Firstly: what does your stick insect eat? Not all species will eat the same. The most common stick insect, the Indian Stick Insect, eats ivy leaves. Ivy is evergreen so will keep its fresh leaves all year round. Ivy is also easy to keep indoors, so you could even just have a pot with an ivy plant indoors. So it’s easy to find these leaves.
Most stick insects do not eat ivy, but will eat another evergreen plant: bramble. Bramble will keep its leaves in winter, but not all of them. When the winter will get really though, it will lose most or all leaves. Therefore you will have to look for bramble bushes in areas with some protection against the cold. Like under bridges, in parks or close to buildings. You’ll generally still find some bramble leaves.
If you know cannot find any bramble leaves in winter, because you live in a really cold area, you should prepare yourself before winter. You can cut bramble leaves and branches and freeze them in your freezer. When you thaw them they will not be as fresh, but the stick insects will eat them. Alternatevely you could keep cuttings in a jar of water in a cold, non-freezing area like your garage. The leaves will stay fresh for some time.

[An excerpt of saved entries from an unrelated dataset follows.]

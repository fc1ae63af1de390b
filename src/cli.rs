use clap::{Parser, Subcommand, ValueEnum};
use std::path::PathBuf;

/// Shared application context for global flags
#[derive(Clone, Debug)]
pub struct AppContext {
    pub quiet: bool,    // global --quiet
    pub no_color: bool, // global --no-color
}

#[derive(Parser)]
#[command(name = "pfl")]
#[command(
    about = "Run personal builds of your local changes on a remote build server before committing"
)]
#[command(version, long_about = None)]
pub struct Cli {
    #[command(subcommand)]
    pub command: Commands,

    /// Disable colored output
    #[arg(long, global = true)]
    pub no_color: bool,

    /// Suppress progress output
    #[arg(long, global = true)]
    pub quiet: bool,
}

#[derive(Subcommand)]
pub enum Commands {
    /// Package local changes and run them as a personal build
    Run(RunArgs),

    /// List the build configurations the server offers
    List(ListArgs),

    /// Store credentials for a server
    Login(LoginArgs),

    /// Remove stored credentials for a server
    Logout(LogoutArgs),

    /// Initialize a preflight.toml config file
    Init(InitArgs),

    /// Generate shell completions
    Completions(CompletionsArgs),
}

#[derive(Parser, Debug)]
pub struct RunArgs {
    /// Files, directories, globs, or @listfile references; reads stdin when
    /// omitted, and falls back to the current directory
    #[arg(value_name = "PATHSPEC")]
    pub paths: Vec<String>,

    /// Change description shown on the server
    #[arg(short = 'm', long = "message")]
    pub message: String,

    /// Build configuration ids to run on (internal or external form,
    /// comma-separated or repeated)
    #[arg(short = 'c', long = "configuration", value_delimiter = ',')]
    pub configurations: Vec<String>,

    /// Run on every configuration of this project instead
    #[arg(short = 'p', long, conflicts_with = "configurations")]
    pub project: Option<String>,

    /// Intersect the requested configurations with the server's
    /// applicability verdict
    #[arg(long)]
    pub force_compat_check: bool,

    /// Ask the agent to check for newer commits before building
    #[arg(long)]
    pub check_early: bool,

    /// Force a clean checkout on the agent
    #[arg(long)]
    pub clean: bool,

    /// Commit the change automatically if the build succeeds
    #[arg(long)]
    pub commit: bool,

    /// Schedule the builds and exit without waiting for results
    #[arg(long)]
    pub no_wait: bool,

    /// Seconds to wait for a build verdict (default 3600)
    #[arg(long, value_name = "SECS")]
    pub timeout: Option<u64>,

    /// Seconds between status polls (default 5)
    #[arg(long, value_name = "SECS")]
    pub poll_interval: Option<u64>,

    /// Mapping rule-file to use instead of the workspace scope chain
    #[arg(short = 'o', long = "mapping", value_name = "FILE")]
    pub mapping_file: Option<PathBuf>,

    /// Keep the assembled patch file for inspection
    #[arg(long)]
    pub keep_patch: bool,

    /// Server address (host:port); overrides config
    #[arg(long)]
    pub server: Option<String>,

    /// User name; overrides stored credentials
    #[arg(long)]
    pub user: Option<String>,

    /// Password; overrides stored credentials
    #[arg(long)]
    pub password: Option<String>,
}

#[derive(Parser, Debug)]
pub struct ListArgs {
    /// Show only configurations of this project (internal or external id)
    #[arg(short = 'p', long)]
    pub project: Option<String>,

    /// Server address (host:port); overrides config
    #[arg(long)]
    pub server: Option<String>,

    /// User name; overrides stored credentials
    #[arg(long)]
    pub user: Option<String>,

    /// Password; overrides stored credentials
    #[arg(long)]
    pub password: Option<String>,
}

#[derive(Parser, Debug)]
pub struct LoginArgs {
    /// Server address (host:port)
    pub server: String,

    /// User name
    #[arg(short, long)]
    pub user: String,

    /// Password
    #[arg(short, long)]
    pub password: String,
}

#[derive(Parser, Debug)]
pub struct LogoutArgs {
    /// Server address (host:port)
    pub server: String,
}

#[derive(Parser)]
pub struct InitArgs {
    /// Directory to initialize config in
    #[arg(default_value = ".")]
    pub path: PathBuf,

    /// Overwrite existing config file
    #[arg(long)]
    pub force: bool,
}

#[derive(Debug, Clone, ValueEnum)]
pub enum Shell {
    Bash,
    Zsh,
    Fish,
    PowerShell,
    Elvish,
}

#[derive(Parser)]
pub struct CompletionsArgs {
    /// Target shell
    #[arg(value_enum)]
    pub shell: Shell,

    /// Output directory; if omitted and --stdout not set, prints error
    #[arg(long)]
    pub out_dir: Option<PathBuf>,

    /// Print completion script to stdout instead of a file
    #[arg(long)]
    pub stdout: bool,
}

If you are really having trouble finding leaves in winter, you could buy organic rose bushes at your garden center. These organic bushes are not sprayed with insecticide and thus are safe to eat for your stick insects. If your specie will eat bramble leaves, it will also eat rose leaves. This will get them through the winter months.
When spring arrives you should not feed the fresh new bright green bramble leaves to your stick insects. These fresh leaves contain a poison that could kill your insects. Keep on feeding the old dark green leaves until the new leaves are larger and less brightly colored. Then they should be safe to eat for your critters.
You can read more about the different food plants at our Food Plants page.
I received this readers question in my inbox this week. I thought to share it with you, as I get many questions on the same subject.
Not too long ago my girlfriend and I acquired two giant prickly stick insects, and using your information on the web we’ve been watching them grow with keen interest and joy. They have finished their final molt and we’ve been keeping an eye out for eggs, however since their last molt they have not eaten (save once, and very little at that) regardless of the leaves. My question being is this a sign of something wrong or do they recoup for a bit longer before eating after the final molt (usually they get hungry post molt after about a day or two, it is now approaching four days.)?
We haven’t seen any eggs dropped, but they are still little poop machines, not nearly as much before but only slightly less in that department, so I’m unsure what is going on as I can tell from the leaves they are not eating.
Thank you for your time,
I’m happy to tell that there is no need to worry about the health of these two stick insects. It is normal for stick insects to stop eating just before and just after shedding their skin. Sometimes that takes just one day, sometimes a bit more. It should not take more than around 5 days. A stick insect can live without food for some time, especially if they are older and bigger and thus have more reserves.
As the stick insects of Bryon still poop, they still have some food to digest so it’s even less crucial for them to eat. It’s important to keep the food available and keep the air humidity at high enough level. Spraying some extra water droplets more often will allow them to drink more, as when fasting they are not taking in any moisture from their food.
The eggs will not be produced until around 4 weeks after the final molt. With the giant prickly stick insect the eggs are very easily distinguished from the poop. The eggs cannot be missed. It’s just waiting now for them to be produced!